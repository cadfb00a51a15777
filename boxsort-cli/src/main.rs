mod application;
mod presentation;

use boxsort_core::error::Result;

fn main() -> Result<()> {
    application::run()
}
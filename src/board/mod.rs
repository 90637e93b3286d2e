//! Skyscraper Board
//!
//! Typed representation of a puzzle board: hint borders around an interior
//! of building heights. No validation rules live here beyond shape.

pub mod cell;
pub mod grid;

pub use cell::Cell;
pub use grid::{Board, MIN_SIDE};
use std::path::Path;
use std::process::ExitCode;

use anyhow::{Context, Result};
use log::info;
use serde::Serialize;

use skyscraper_validator::config::{Config, OutputFormat};
use skyscraper_validator::{load_board, validate};

/// Verdict line for `--format json`
#[derive(Debug, Serialize)]
struct Verdict<'a> {
    path: &'a str,
    valid: bool,
}

/// Format the verdict line for one board
fn report(format: OutputFormat, path: &Path, valid: bool) -> Result<String> {
    let shown = path.to_string_lossy();
    let line = match format {
        OutputFormat::Text => {
            let verdict = if valid { "valid" } else { "invalid" };
            format!("{}: {}", shown, verdict)
        }
        OutputFormat::Json => serde_json::to_string(&Verdict {
            path: &shown,
            valid,
        })?,
    };
    Ok(line)
}

fn main() -> Result<ExitCode> {
    // Parse configuration from command line and config file
    let config = Config::from_args_and_env()?;

    env_logger::Builder::from_env(
        env_logger::Env::default().default_filter_or(config.log_level.as_str()),
    )
    .init();

    let mut all_valid = true;
    for path in &config.boards {
        let board = load_board(path)
            .with_context(|| format!("loading board {}", path.display()))?;
        let valid = validate(&board);
        info!("{}: {}", path.display(), if valid { "valid" } else { "invalid" });
        all_valid &= valid;
        println!("{}", report(config.format, path, valid)?);
    }

    Ok(if all_valid {
        ExitCode::SUCCESS
    } else {
        ExitCode::FAILURE
    })
}
//! Board Grid
//!
//! Square grid of cells with hint borders. Shape is checked once, at
//! construction, so the checkers can index freely.

use std::fmt;
use std::str::FromStr;

use crate::board::cell::Cell;
use crate::error::MalformedBoardError;

/// Smallest side that leaves at least one interior cell
pub const MIN_SIDE: usize = 3;

/// A square skyscraper board, hints included
#[derive(Debug, Clone, PartialEq, Eq)]
pub struct Board {
    cells: Vec<Vec<Cell>>,
}

impl Board {
    /// Build a board from text rows, one string per row.
    ///
    /// Rejects empty input, rows of unequal length, non-square shapes,
    /// boards smaller than 3x3, characters outside `1-9`, `*`, `?`, and
    /// `*` placed in an interior cell.
    pub fn from_rows<I, S>(rows: I) -> Result<Self, MalformedBoardError>
    where
        I: IntoIterator<Item = S>,
        S: AsRef<str>,
    {
        let rows: Vec<Vec<char>> = rows
            .into_iter()
            .map(|row| row.as_ref().chars().collect())
            .collect();

        if rows.is_empty() {
            return Err(MalformedBoardError::Empty);
        }

        let side = rows.len();
        if let Some((row, chars)) = rows.iter().enumerate().find(|(_, r)| r.len() != side) {
            return Err(MalformedBoardError::NotSquare {
                rows: side,
                row,
                len: chars.len(),
            });
        }

        if side < MIN_SIDE {
            return Err(MalformedBoardError::TooSmall { side });
        }

        let mut cells = Vec::with_capacity(side);
        for (row, chars) in rows.iter().enumerate() {
            let mut line = Vec::with_capacity(side);
            for (col, &ch) in chars.iter().enumerate() {
                let cell =
                    Cell::from_char(ch).ok_or(MalformedBoardError::InvalidCell { row, col, ch })?;
                if cell == Cell::Blank && is_interior(side, row) && is_interior(side, col) {
                    return Err(MalformedBoardError::BlankInInterior { row, col });
                }
                line.push(cell);
            }
            cells.push(line);
        }

        Ok(Self { cells })
    }

    /// Number of rows, equal to the number of columns
    pub fn side(&self) -> usize {
        self.cells.len()
    }

    pub fn get(&self, row: usize, col: usize) -> Option<Cell> {
        self.cells.get(row)?.get(col).copied()
    }

    pub fn row(&self, row: usize) -> Option<&[Cell]> {
        self.cells.get(row).map(Vec::as_slice)
    }

    /// All rows, hint borders included
    pub fn rows(&self) -> impl Iterator<Item = &[Cell]> {
        self.cells.iter().map(Vec::as_slice)
    }

    /// Rows strictly between the top and bottom hint borders, with their
    /// row index
    pub fn interior_rows(&self) -> impl Iterator<Item = (usize, &[Cell])> {
        let last = self.side() - 1;
        self.rows().enumerate().take(last).skip(1)
    }

    /// Column-major copy: row `i` of the result is column `i` of `self`
    pub fn transpose(&self) -> Board {
        let side = self.side();
        let cells = (0..side)
            .map(|col| self.cells.iter().map(|row| row[col]).collect())
            .collect();
        Board { cells }
    }

    /// Every cell in row-major order
    pub fn cells(&self) -> impl Iterator<Item = Cell> + '_ {
        self.cells.iter().flatten().copied()
    }
}

fn is_interior(side: usize, index: usize) -> bool {
    index > 0 && index + 1 < side
}

impl FromStr for Board {
    type Err = MalformedBoardError;

    /// Parse newline-separated rows, trimming each and skipping blank lines
    fn from_str(s: &str) -> Result<Self, Self::Err> {
        Board::from_rows(s.lines().map(str::trim).filter(|line| !line.is_empty()))
    }
}

impl fmt::Display for Board {
    fn fmt(&self, f: &mut fmt::Formatter<'_>) -> fmt::Result {
        for (i, row) in self.cells.iter().enumerate() {
            if i > 0 {
                writeln!(f)?;
            }
            for cell in row {
                write!(f, "{}", cell)?;
            }
        }
        Ok(())
    }
}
========================================================================
▶ **DESCRIPTION OF THE TASK**
Look above for the line with "number of columns" and the line with "pub fn row(&self, row: usize)", and reproduce exactly those two lines plus every line between, nothing more.

▶ **SOLUTION**
    /// Number of rows, equal to the number of columns
    pub fn side(&self) -> usize {
        self.cells.len()
    }

    pub fn get(&self, row: usize, col: usize) -> Option<Cell> {
        self.cells.get(row)?.get(col).copied()
    }

    pub fn row(&self, row: usize) -> Option<&[Cell]> {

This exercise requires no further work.